AMSJ » Coal conveyor swung wildly due to wrong step say investigators

Coal conveyor swung wildly due to wrong step say investigators

Conveyor belt accident
Conveyor belt accident

Mining equipment dangerously swayed after a lapse of judgement.

Authorities recently suspected an incorrect instrument, lack of care and poor leadership of hospitalising a worker at an undisclosed Queensland coal mine.

Night shift employees had tried to replace damaged clips that caused a conveyor belt to trip and fold over itself.

They began unfolding the belt from the outbye conveyor drivehead towards the jib pulley on 7 September 2021. One of them unfolded the conveyor at the jib using pincers and a chain block when the pincers were suddenly freed and belt flipped back under tension.

“The coal mine worker was struck on the side of the head. He fell, landing on the belt with his arm and upper torso – between the guarding and the structure of the outbye conveyor belt,” Resources Safety and Health Queensland’s Coal Inspectorate said in a safety alert.

“An emergency response was initiated and the injured coal mine worker was transported to the hospital.”

Investigators believe the employer should have supplied the correct equipment and taken greater care to ensure crew members were safe.

“There was no evidence that the pincer had been approved for use as a belt pulling tool,” coal chief inspector Jacques le Roux said in the alert.

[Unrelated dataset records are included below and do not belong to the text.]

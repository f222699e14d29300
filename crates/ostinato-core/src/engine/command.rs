//! Lock-free command queue for real-time looper control
//!
//! The command pattern for audio engines: UI, MIDI, and scripting threads
//! send commands through a lock-free queue and the audio thread drains them
//! at the top of each block.
//!
//! # Why Lock-Free?
//!
//! Mutex-based sharing causes dropouts: a UI thread holding a lock for a
//! millisecond is enough to make the audio callback miss its deadline.
//! With the `rtrb` ringbuffer both push and pop are wait-free, O(1), and
//! allocation-free after startup - the single-producer single-consumer
//! shape fits the control→audio direction exactly.
//!
//! Commands stay small and `Copy`-ish on purpose (no boxed payloads are
//! needed here; everything a looper function takes fits in a few words) so
//! the ring stays cache-friendly.

use crate::function::FunctionId;
use crate::types::{MuteMode, QuantizeMode, SyncSource, TrackId};

/// Commands sent from control threads to the audio thread
///
/// Each variant is an atomic operation, processed at the start of a block
/// in submission order.
#[derive(Debug, Clone, PartialEq)]
pub enum LooperCommand {
    /// Invoke a looper function on a track
    ///
    /// `argument` carries the function's operand (switch target loop, jump
    /// distance); functions that take none ignore it.
    Invoke {
        track: TrackId,
        function: FunctionId,
        argument: usize,
    },
    /// Change a track's quantization granularity
    SetQuantize { track: TrackId, quantize: QuantizeMode },
    /// Change a track's switch quantization
    SetSwitchQuantize { track: TrackId, quantize: QuantizeMode },
    /// Change a track's unmute policy
    SetMuteMode { track: TrackId, mute_mode: MuteMode },
    /// Change a track's subcycle division
    SetSubcycles { track: TrackId, subcycles: u32 },
    /// Elect a track as the sync leader
    SetSyncLeader { track: TrackId },
    /// Switch the engine's timing reference
    SetSyncSource { source: SyncSource },
    /// Ask the shell thread to persist a track's active loop
    SaveLoop { track: TrackId },
    /// Ask the shell thread to rewrite the engine configuration file
    SaveConfig,
}

/// Capacity of the command queue
///
/// A MIDI controller mash plus a script burst stays well under this;
/// 256 keeps the ring a few KB.
pub const COMMAND_QUEUE_CAPACITY: usize = 256;

/// Create a command channel (producer/consumer pair)
///
/// Producer goes to the control side, consumer to the audio thread. The
/// ring is bounded at [`COMMAND_QUEUE_CAPACITY`]; a full ring returns the
/// command to the caller instead of blocking.
pub fn command_channel() -> (rtrb::Producer<LooperCommand>, rtrb::Consumer<LooperCommand>) {
    rtrb::RingBuffer::new(COMMAND_QUEUE_CAPACITY)
}
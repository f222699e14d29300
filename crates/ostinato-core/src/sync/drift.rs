//! Drift measurement between loop timelines and external pulse trains
//!
//! Two formulations, used at different layers:
//!
//! - [`BeatDriftMonitor`] measures pulse spacing against an expected unit
//!   length in stream time. It answers "are the host's beats arriving when
//!   the tempo says they should".
//! - [`TransportDriftMonitor`] runs two wrapping cursors over the loop, one
//!   advanced by audio frames and one by pulse arrivals, and compares them
//!   once per pulse lap. It answers "is this loop still phase-locked to
//!   the pulse train" and proposes a corrective rate nudge when it isn't.

use crate::trace::{TraceContext, TraceSender};
use crate::types::{Frame, MAX_BLOCK_FRAMES};

/// Fixed rate-nudge magnitude applied per threshold breach
///
/// Deliberately small and non-proportional: over a loop's lap the error it
/// removes is bounded, and the re-arm hysteresis in `check_drift` keeps
/// repeated breaches from alternating sign.
pub const DRIFT_NUDGE_MAGNITUDE: f64 = 0.0001;

/// Stream-time drift against an expected pulse unit
#[derive(Debug, Default)]
pub struct BeatDriftMonitor {
    /// Expected frames between pulses
    unit: f64,
    /// Frames elapsed since orientation
    stream_time: f64,
    /// Stream time at the previous pulse
    last_pulse_time: f64,
    /// Accumulated error in frames; positive = pulses arriving late
    drift: f64,
    pulses: u64,
    trace: Option<TraceSender>,
}

impl BeatDriftMonitor {
    pub fn new() -> Self {
        Self::default()
    }

    pub fn set_trace(&mut self, trace: TraceSender) {
        self.trace = Some(trace);
    }

    /// Re-establish the sync relationship: zero everything, store the unit
    pub fn orient(&mut self, unit: f64) {
        self.unit = unit;
        self.stream_time = 0.0;
        self.last_pulse_time = 0.0;
        self.drift = 0.0;
        self.pulses = 0;
    }

    /// Advance stream time by one block
    pub fn advance(&mut self, frames: Frame) {
        self.stream_time += frames as f64;
    }

    /// Register a pulse observed `block_offset` frames into the block
    pub fn add_pulse(&mut self, block_offset: u32) {
        let now = self.stream_time + block_offset as f64;
        if self.pulses > 0 {
            let spacing = now - self.last_pulse_time;
            let delta = spacing - self.unit;
            self.drift += delta;
            if delta.abs() > MAX_BLOCK_FRAMES as f64 {
                if let Some(trace) = &self.trace {
                    trace.warn(
                        TraceContext::global(),
                        "pulse spacing far from expected unit",
                        delta as i64,
                        self.unit as i64,
                    );
                }
            }
        }
        self.last_pulse_time = now;
        self.pulses += 1;
    }

    /// Accumulated drift in frames
    pub fn drift(&self) -> f64 {
        self.drift
    }
}

/// A small corrective rate adjustment for the pulse-generating side
#[derive(Debug, Clone, Copy, PartialEq)]
pub struct RateNudge {
    /// +1 when the audio cursor runs ahead of pulses, -1 behind
    pub direction: i32,
    pub magnitude: f64,
}

/// Wrapping-cursor drift over a loop, with correction proposals
#[derive(Debug, Default)]
pub struct TransportDriftMonitor {
    loop_frames: Frame,
    pulse_frames: Frame,
    audio_frame: Frame,
    pulse_frame: Frame,
    /// Signed frames the audio cursor leads the pulse cursor by, sampled
    /// once per pulse lap
    drift: i64,
    /// Correction threshold in frames
    threshold: i64,
    /// Cleared when a nudge fires; set again once drift falls below half
    /// the threshold, so corrections can't alternate sign every lap
    armed: bool,
}

impl TransportDriftMonitor {
    pub fn new(threshold: i64) -> Self {
        Self {
            threshold: threshold.max(1),
            armed: true,
            ..Self::default()
        }
    }

    /// Re-establish tracking for a loop of `loop_frames` paced by pulses
    /// of `pulse_frames`
    pub fn orient(&mut self, loop_frames: Frame, pulse_frames: Frame) {
        self.loop_frames = loop_frames;
        self.pulse_frames = pulse_frames;
        self.audio_frame = 0;
        self.pulse_frame = 0;
        self.drift = 0;
        self.armed = true;
    }

    /// Whether `orient` has been called with a usable loop
    pub fn oriented(&self) -> bool {
        self.loop_frames > 0 && self.pulse_frames > 0
    }

    /// Advance the audio cursor by one block
    pub fn advance(&mut self, frames: Frame) {
        if self.loop_frames > 0 {
            self.audio_frame = (self.audio_frame + frames) % self.loop_frames;
        }
    }

    /// Register one external pulse; drift is resampled when the pulse
    /// cursor completes a lap of the loop
    pub fn pulse(&mut self) {
        self.pulse_at(0);
    }

    /// Register a pulse that nominally falls `block_offset` frames past the
    /// current audio cursor
    ///
    /// Hosts detect beat crossings per block; the pulse itself lands
    /// somewhere inside that block. Comparing against the cursor plus the
    /// offset keeps a phase-locked transport from reading as one block of
    /// drift. Call before `advance` for the block the pulse was detected in.
    pub fn pulse_at(&mut self, block_offset: Frame) {
        if !self.oriented() {
            return;
        }
        let next = self.pulse_frame + self.pulse_frames;
        if next >= self.loop_frames {
            self.pulse_frame = next % self.loop_frames;
            let audio_at_pulse = (self.audio_frame + block_offset) % self.loop_frames;
            self.drift = wrapped_lead(audio_at_pulse, self.pulse_frame, self.loop_frames);
            if self.armed_again() {
                self.armed = true;
            }
        } else {
            self.pulse_frame = next;
        }
    }

    /// Signed drift in frames at the last lap sample
    pub fn drift(&self) -> i64 {
        self.drift
    }

    /// Propose a correction when the threshold is breached
    ///
    /// Fires at most once per breach: after a nudge the monitor disarms
    /// until drift has fallen back below half the threshold.
    pub fn check_drift(&mut self) -> Option<RateNudge> {
        if !self.armed || self.drift.abs() <= self.threshold {
            return None;
        }
        self.armed = false;
        Some(RateNudge {
            direction: if self.drift > 0 { 1 } else { -1 },
            magnitude: DRIFT_NUDGE_MAGNITUDE,
        })
    }

    fn armed_again(&self) -> bool {
        !self.armed && self.drift.abs() < self.threshold / 2
    }
}

/// Shortest signed lead of `a` over `b` on a ring of `modulus` frames
fn wrapped_lead(a: Frame, b: Frame, modulus: Frame) -> i64 {
    let raw = (a as i64 - b as i64).rem_euclid(modulus as i64);
    if raw > modulus as i64 / 2 {
        raw - modulus as i64
    } else {
        raw
    }
}

#[cfg(test)]
mod tests {
    use super::*;
    use approx::assert_abs_diff_eq;

    #[test]
    fn test_drift_neutrality_over_100_pulses() {
        let mut monitor = BeatDriftMonitor::new();
        monitor.orient(24000.0);
        monitor.add_pulse(0);
        for _ in 0..100 {
            for _ in 0..(24000 / 250) {
                monitor.advance(250);
            }
            monitor.add_pulse(0);
            assert_abs_diff_eq!(monitor.drift(), 0.0, epsilon = 1e-6);
        }
    }

    #[test]
    fn test_drift_accumulates_n_times_k() {
        // Each pulse arrives 7 frames later than the unit predicts
        let mut monitor = BeatDriftMonitor::new();
        monitor.orient(1000.0);
        monitor.add_pulse(0);
        for n in 1..=50u64 {
            monitor.advance(1007);
            monitor.add_pulse(0);
            assert_abs_diff_eq!(monitor.drift(), (n * 7) as f64, epsilon = 1e-6);
        }
    }

    #[test]
    fn test_first_pulse_establishes_reference_only() {
        let mut monitor = BeatDriftMonitor::new();
        monitor.orient(1000.0);
        monitor.advance(400);
        monitor.add_pulse(13);
        assert_eq!(monitor.drift(), 0.0, "no spacing to measure yet");
    }

    #[test]
    fn test_transport_monitor_locked_is_neutral() {
        let mut monitor = TransportDriftMonitor::new(2048);
        monitor.orient(4000, 1000);
        for _ in 0..40 {
            monitor.advance(1000);
            monitor.pulse();
            assert_eq!(monitor.drift(), 0);
            assert_eq!(monitor.check_drift(), None);
        }
    }

    #[test]
    fn test_pulse_offset_neutralizes_midblock_beat() {
        // Beats land mid-block: the cursor sits at the block start when the
        // pulse is registered, so the lap sample must add the offset back in.
        let mut monitor = TransportDriftMonitor::new(100);
        monitor.orient(96_000, 24_000);
        let mut pos: Frame = 0;
        for beat in 1..=12u64 {
            let beat_frame = beat * 24_000;
            // Advance whole 256-frame blocks up to the one holding the beat
            while pos + 256 < beat_frame {
                monitor.advance(256);
                pos += 256;
            }
            monitor.pulse_at(beat_frame - pos);
            monitor.advance(256);
            pos += 256;
            assert_eq!(monitor.drift(), 0, "beat {beat}");
        }
        assert_eq!(monitor.check_drift(), None);
    }

    #[test]
    fn test_transport_monitor_detects_audio_lead() {
        let mut monitor = TransportDriftMonitor::new(100);
        monitor.orient(4000, 1000);
        // Audio runs 50 frames per pulse fast
        for _ in 0..4 {
            monitor.advance(1050);
            monitor.pulse();
        }
        assert_eq!(monitor.drift(), 200);
        let nudge = monitor.check_drift().unwrap();
        assert_eq!(nudge.direction, 1);
        assert_eq!(nudge.magnitude, DRIFT_NUDGE_MAGNITUDE);
    }

    #[test]
    fn test_nudge_fires_once_per_breach() {
        let mut monitor = TransportDriftMonitor::new(100);
        monitor.orient(4000, 1000);
        for _ in 0..4 {
            monitor.advance(1050);
            monitor.pulse();
        }
        assert!(monitor.check_drift().is_some());
        assert!(monitor.check_drift().is_none(), "disarmed until drift subsides");
    }

    #[test]
    fn test_no_sign_oscillation_under_step_change() {
        // Pulse spacing steps from locked to 30 frames longer per pulse.
        // The correction must not alternate direction breach after breach.
        let mut monitor = TransportDriftMonitor::new(100);
        monitor.orient(4000, 1000);
        let mut directions = Vec::new();
        for lap in 0..200 {
            let per_pulse: Frame = if lap < 10 { 1000 } else { 1030 };
            for _ in 0..4 {
                // Pulses arrive late, so audio leads by 30 per pulse
                monitor.advance(per_pulse);
                monitor.pulse();
            }
            if let Some(nudge) = monitor.check_drift() {
                directions.push(nudge.direction);
            }
        }
        assert!(!directions.is_empty());
        assert!(
            directions.windows(2).all(|w| w[0] == w[1]),
            "corrections alternated sign: {directions:?}"
        );
    }

    #[test]
    fn test_rearm_after_drift_subsides() {
        let mut monitor = TransportDriftMonitor::new(100);
        monitor.orient(4000, 1000);

        // Breach once
        for _ in 0..4 {
            monitor.advance(1050);
            monitor.pulse();
        }
        assert!(monitor.check_drift().is_some());

        // Drift decays back under half the threshold (correction took hold)
        for _ in 0..4 {
            monitor.advance(960);
            monitor.pulse();
        }
        assert_eq!(monitor.drift(), 40);

        // A fresh breach fires again
        for _ in 0..4 {
            monitor.advance(1050);
            monitor.pulse();
        }
        assert!(monitor.check_drift().is_some());
    }
}
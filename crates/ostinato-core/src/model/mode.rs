//! Major and minor loop modes
//!
//! A loop is always in exactly one major mode; minor modes are orthogonal
//! flags that persist across major-mode transitions (overdubbing through a
//! multiply, staying muted while switching loops). Mode behavior lives in a
//! static profile table keyed by the enum discriminant, so "is this mode a
//! recording mode" is a table lookup, not scattered special cases.

/// The primary behavioral state of a loop, mutually exclusive
#[derive(Debug, Clone, Copy, PartialEq, Eq, Default)]
#[repr(u8)]
pub enum MajorMode {
    /// Empty loop, nothing recorded
    #[default]
    Reset = 0,
    /// Waiting for a sync pulse before recording starts
    Synchronize = 1,
    /// Waiting for the input to cross the record threshold
    Threshold = 2,
    /// Recording the first layer
    Record = 3,
    /// Playing back
    Play = 4,
    /// Extending the loop a cycle at a time while recording on top
    Multiply = 5,
    /// Inserting new cycles into the loop
    Insert = 6,
    /// Audible silence, playback position per MuteMode policy
    Mute = 7,
    /// Replacing loop content while the cursor advances
    Replace = 8,
    /// Replacing dry signal over existing content
    Substitute = 9,
    /// Alternating record/review passes
    Rehearse = 10,
    /// Transition to another loop is pending
    Switch = 11,
    /// Playback frozen
    Pause = 12,
}

/// Immutable behavioral description of a major mode
#[derive(Debug, Clone, Copy, PartialEq, Eq)]
pub struct ModeProfile {
    /// Input is being written into the record layer
    pub recording: bool,
    /// The mode can grow the loop's length
    pub extends: bool,
    /// Ending the mode rounds to a cycle boundary before taking effect
    pub rounds: bool,
    /// Output is forced silent while in this mode
    pub silent: bool,
}

impl MajorMode {
    /// All major modes in discriminant order
    pub const ALL: [MajorMode; 13] = [
        MajorMode::Reset,
        MajorMode::Synchronize,
        MajorMode::Threshold,
        MajorMode::Record,
        MajorMode::Play,
        MajorMode::Multiply,
        MajorMode::Insert,
        MajorMode::Mute,
        MajorMode::Replace,
        MajorMode::Substitute,
        MajorMode::Rehearse,
        MajorMode::Switch,
        MajorMode::Pause,
    ];

    /// Look up this mode's behavioral profile
    pub const fn profile(&self) -> ModeProfile {
        const fn p(recording: bool, extends: bool, rounds: bool, silent: bool) -> ModeProfile {
            ModeProfile { recording, extends, rounds, silent }
        }
        match self {
            MajorMode::Reset => p(false, false, false, true),
            MajorMode::Synchronize => p(false, false, false, true),
            MajorMode::Threshold => p(false, false, false, true),
            MajorMode::Record => p(true, true, false, false),
            MajorMode::Play => p(false, false, false, false),
            MajorMode::Multiply => p(true, true, true, false),
            MajorMode::Insert => p(true, true, true, false),
            MajorMode::Mute => p(false, false, false, true),
            MajorMode::Replace => p(true, false, false, false),
            MajorMode::Substitute => p(true, false, false, false),
            MajorMode::Rehearse => p(true, false, false, false),
            MajorMode::Switch => p(false, false, false, false),
            MajorMode::Pause => p(false, false, false, true),
        }
    }

    /// Display name
    pub fn name(&self) -> &'static str {
        match self {
            MajorMode::Reset => "Reset",
            MajorMode::Synchronize => "Synchronize",
            MajorMode::Threshold => "Threshold",
            MajorMode::Record => "Record",
            MajorMode::Play => "Play",
            MajorMode::Multiply => "Multiply",
            MajorMode::Insert => "Insert",
            MajorMode::Mute => "Mute",
            MajorMode::Replace => "Replace",
            MajorMode::Substitute => "Substitute",
            MajorMode::Rehearse => "Rehearse",
            MajorMode::Switch => "Switch",
            MajorMode::Pause => "Pause",
        }
    }

    /// Convert from the atomics-mirror byte
    pub fn from_u8(value: u8) -> Self {
        Self::ALL.get(value as usize).copied().unwrap_or(MajorMode::Reset)
    }
}

/// Orthogonal flags that coexist with any major mode
///
/// `mute` is the instantaneous audible state; `mute_mode` is the user's
/// sticky intent. They are decoupled so other modes can temporarily force
/// silence (an insert, a pause) without canceling a mute the user asked for.
#[derive(Debug, Clone, Copy, Default, PartialEq, Eq)]
pub struct MinorModes {
    /// Overdubbing onto the play layer; survives major-mode transitions
    pub overdub: bool,
    /// Output is audibly silent right now
    pub mute: bool,
    /// The user asked for mute (sticky across forced-silence episodes)
    pub mute_mode: bool,
    /// Playback frozen in place
    pub pause: bool,
    /// Playing the loop backwards
    pub reverse: bool,
    /// Half-speed playback
    pub half_speed: bool,
}

impl MinorModes {
    /// Clear everything (loop reset)
    pub fn clear(&mut self) {
        *self = Self::default();
    }
}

“Mine risk management procedures were not followed by coal mine workers undertaking the belt turnover recovery. No evidence of relevant stop, look, assess and manage- or job safety analysis- documentation were identified.”

Management also could have been more proactive in revising the job planning process including safety and health management system risk management, risk assessments, isolation and de-energising belts.

“No evidence was provided of senior leadership personnel periodically challenging belt recovery tasks. The exception was in relation to the belt clip replacement being undertaken in the loop take up,” le Roux said.

Site senior executives were urged to take the following steps:

  • review inspection plans to ensure adequate and effective supervision is practised at all times
  • review procedures for introducing plant to site, particularly assessing fit-for-purpose small tools
  • implement effective systems that ensure employees diligently comply with safety and health management system requirements
  • review management structures and clarify supervision requirements plus expectations for maintenance and breakdown tasks
  • ensure staff are familiar with, and understand mine requirements for, appropriate risk management prior to commencing repair or maintenance work including de-energising and equipment isolation.